REQUIRED ACTION:
Pull every line with "templates" from the entries below.

Collected data:
━━━━━━━━━━

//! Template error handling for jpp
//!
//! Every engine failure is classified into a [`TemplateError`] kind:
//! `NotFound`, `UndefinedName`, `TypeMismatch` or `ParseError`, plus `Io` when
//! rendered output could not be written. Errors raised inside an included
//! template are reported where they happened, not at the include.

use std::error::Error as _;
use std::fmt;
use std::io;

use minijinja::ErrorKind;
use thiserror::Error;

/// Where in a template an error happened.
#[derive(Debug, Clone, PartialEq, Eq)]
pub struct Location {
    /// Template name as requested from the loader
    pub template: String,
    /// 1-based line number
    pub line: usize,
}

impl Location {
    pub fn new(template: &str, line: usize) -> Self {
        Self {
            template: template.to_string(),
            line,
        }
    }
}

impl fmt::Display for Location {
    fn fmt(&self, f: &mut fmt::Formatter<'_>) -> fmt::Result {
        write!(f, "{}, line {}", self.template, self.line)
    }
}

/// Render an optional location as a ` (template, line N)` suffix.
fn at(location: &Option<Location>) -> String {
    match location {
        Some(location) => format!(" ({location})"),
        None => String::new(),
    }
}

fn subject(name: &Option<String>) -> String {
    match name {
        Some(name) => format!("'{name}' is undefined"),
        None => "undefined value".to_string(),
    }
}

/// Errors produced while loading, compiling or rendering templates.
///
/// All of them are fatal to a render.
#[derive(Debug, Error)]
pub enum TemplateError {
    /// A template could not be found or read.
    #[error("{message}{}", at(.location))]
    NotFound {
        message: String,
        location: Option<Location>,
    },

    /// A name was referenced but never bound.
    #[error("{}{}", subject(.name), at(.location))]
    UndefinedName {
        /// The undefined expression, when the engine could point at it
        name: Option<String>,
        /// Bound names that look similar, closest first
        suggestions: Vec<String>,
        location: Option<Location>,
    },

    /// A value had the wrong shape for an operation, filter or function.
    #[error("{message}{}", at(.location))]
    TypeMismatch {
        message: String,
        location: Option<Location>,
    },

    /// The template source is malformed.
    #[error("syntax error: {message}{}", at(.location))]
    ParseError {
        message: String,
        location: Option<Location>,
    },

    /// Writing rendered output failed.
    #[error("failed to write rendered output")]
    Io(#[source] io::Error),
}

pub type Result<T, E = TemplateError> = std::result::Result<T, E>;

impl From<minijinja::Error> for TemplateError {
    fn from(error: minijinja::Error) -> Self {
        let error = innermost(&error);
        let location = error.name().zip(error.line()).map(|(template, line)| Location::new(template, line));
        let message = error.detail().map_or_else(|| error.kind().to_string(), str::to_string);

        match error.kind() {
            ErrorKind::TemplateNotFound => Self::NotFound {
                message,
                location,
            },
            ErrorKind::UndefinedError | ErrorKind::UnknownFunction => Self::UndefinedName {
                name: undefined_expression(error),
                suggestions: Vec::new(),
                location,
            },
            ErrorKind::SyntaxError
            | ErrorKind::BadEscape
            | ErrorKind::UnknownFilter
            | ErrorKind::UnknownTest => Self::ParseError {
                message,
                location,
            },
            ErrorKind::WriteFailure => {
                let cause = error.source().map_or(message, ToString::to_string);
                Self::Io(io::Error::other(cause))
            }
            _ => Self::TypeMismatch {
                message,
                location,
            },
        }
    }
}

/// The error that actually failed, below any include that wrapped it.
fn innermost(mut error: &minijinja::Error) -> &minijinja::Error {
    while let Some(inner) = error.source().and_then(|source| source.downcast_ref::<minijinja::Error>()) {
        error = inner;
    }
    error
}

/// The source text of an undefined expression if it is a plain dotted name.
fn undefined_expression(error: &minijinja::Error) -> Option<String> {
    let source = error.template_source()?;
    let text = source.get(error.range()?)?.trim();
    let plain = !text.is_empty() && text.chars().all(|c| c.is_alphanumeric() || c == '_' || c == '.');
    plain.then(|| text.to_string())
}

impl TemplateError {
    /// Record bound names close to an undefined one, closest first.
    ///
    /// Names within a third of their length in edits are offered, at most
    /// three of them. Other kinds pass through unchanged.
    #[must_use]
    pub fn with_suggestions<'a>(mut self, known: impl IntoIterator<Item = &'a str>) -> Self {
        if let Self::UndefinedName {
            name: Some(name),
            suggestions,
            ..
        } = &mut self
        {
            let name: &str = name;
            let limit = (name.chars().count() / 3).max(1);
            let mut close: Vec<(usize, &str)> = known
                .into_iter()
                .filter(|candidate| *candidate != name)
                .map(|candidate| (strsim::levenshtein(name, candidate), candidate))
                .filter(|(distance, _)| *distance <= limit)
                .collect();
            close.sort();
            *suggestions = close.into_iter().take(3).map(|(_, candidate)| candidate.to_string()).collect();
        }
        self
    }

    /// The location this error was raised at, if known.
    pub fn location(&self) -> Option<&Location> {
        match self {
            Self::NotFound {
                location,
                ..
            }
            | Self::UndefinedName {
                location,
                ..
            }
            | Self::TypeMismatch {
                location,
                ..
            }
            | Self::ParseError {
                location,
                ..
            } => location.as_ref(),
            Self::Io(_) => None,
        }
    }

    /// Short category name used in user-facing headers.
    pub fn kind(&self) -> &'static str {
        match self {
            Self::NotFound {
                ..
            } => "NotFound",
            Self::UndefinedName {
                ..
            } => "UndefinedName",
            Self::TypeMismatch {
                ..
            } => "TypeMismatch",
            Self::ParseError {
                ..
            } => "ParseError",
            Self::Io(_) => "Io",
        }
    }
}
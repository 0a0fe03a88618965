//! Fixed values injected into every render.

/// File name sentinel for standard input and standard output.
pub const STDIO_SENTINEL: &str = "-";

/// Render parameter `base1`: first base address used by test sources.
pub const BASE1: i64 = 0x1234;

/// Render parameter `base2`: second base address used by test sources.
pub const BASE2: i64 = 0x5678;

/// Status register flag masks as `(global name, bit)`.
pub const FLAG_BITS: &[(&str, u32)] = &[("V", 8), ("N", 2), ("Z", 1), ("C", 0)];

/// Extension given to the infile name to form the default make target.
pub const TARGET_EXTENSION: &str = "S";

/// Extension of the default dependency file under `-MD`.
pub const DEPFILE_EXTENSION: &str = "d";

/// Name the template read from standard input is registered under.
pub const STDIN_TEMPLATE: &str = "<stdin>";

━━━━━━━━━━

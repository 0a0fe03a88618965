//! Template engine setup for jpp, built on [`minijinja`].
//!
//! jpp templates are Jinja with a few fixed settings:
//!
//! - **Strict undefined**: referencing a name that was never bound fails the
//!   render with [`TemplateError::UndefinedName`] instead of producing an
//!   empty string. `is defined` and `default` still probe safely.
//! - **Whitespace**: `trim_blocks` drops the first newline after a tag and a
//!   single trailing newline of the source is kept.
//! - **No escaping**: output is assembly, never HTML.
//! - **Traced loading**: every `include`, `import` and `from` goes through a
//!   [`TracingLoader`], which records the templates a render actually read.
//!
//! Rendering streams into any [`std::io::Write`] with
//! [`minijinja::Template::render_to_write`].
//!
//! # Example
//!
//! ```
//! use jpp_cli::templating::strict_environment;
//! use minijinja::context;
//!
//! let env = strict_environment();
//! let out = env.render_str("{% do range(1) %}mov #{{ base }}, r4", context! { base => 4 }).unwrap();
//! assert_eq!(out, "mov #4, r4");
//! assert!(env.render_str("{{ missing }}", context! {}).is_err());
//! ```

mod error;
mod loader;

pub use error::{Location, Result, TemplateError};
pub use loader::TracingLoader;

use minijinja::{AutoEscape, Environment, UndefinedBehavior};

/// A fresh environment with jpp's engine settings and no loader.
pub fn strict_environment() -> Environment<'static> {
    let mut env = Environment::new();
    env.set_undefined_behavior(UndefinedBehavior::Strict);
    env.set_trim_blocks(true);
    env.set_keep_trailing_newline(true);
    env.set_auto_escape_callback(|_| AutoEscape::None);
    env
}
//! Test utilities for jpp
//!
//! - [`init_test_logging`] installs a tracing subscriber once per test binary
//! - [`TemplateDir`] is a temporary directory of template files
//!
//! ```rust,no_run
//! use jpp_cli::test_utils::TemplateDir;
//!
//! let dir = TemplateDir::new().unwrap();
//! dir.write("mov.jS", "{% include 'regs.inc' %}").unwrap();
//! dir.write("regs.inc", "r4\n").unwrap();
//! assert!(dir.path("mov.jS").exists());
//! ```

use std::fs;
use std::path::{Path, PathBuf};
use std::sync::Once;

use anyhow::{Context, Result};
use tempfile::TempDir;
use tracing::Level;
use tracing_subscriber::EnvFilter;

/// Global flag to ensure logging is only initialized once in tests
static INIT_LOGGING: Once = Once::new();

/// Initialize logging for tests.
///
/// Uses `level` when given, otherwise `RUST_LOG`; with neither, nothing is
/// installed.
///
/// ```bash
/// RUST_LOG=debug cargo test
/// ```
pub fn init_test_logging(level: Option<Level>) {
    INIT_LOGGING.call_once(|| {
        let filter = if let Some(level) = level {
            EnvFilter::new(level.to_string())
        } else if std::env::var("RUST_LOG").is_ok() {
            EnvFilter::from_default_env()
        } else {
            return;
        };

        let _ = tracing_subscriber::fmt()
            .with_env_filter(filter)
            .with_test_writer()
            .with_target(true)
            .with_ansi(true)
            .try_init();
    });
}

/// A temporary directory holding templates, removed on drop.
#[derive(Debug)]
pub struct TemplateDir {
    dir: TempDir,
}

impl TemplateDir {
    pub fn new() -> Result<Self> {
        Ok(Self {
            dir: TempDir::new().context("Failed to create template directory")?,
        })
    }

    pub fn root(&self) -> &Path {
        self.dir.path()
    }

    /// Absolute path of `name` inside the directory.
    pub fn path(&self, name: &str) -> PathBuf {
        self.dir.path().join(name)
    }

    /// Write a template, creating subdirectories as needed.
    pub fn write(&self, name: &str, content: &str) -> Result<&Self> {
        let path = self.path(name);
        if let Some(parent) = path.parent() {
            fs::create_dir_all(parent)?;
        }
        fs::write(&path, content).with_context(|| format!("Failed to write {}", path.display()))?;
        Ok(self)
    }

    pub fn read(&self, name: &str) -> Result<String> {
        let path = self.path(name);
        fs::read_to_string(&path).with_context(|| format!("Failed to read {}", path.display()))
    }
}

━━━━━━━━━━

YOUR RESPONSE:
/// Errors produced while loading, compiling or rendering templates.
//! jpp templates are Jinja with a few fixed settings:
//!   [`TracingLoader`], which records the templates a render actually read.
/// A temporary directory holding templates, removed on drop.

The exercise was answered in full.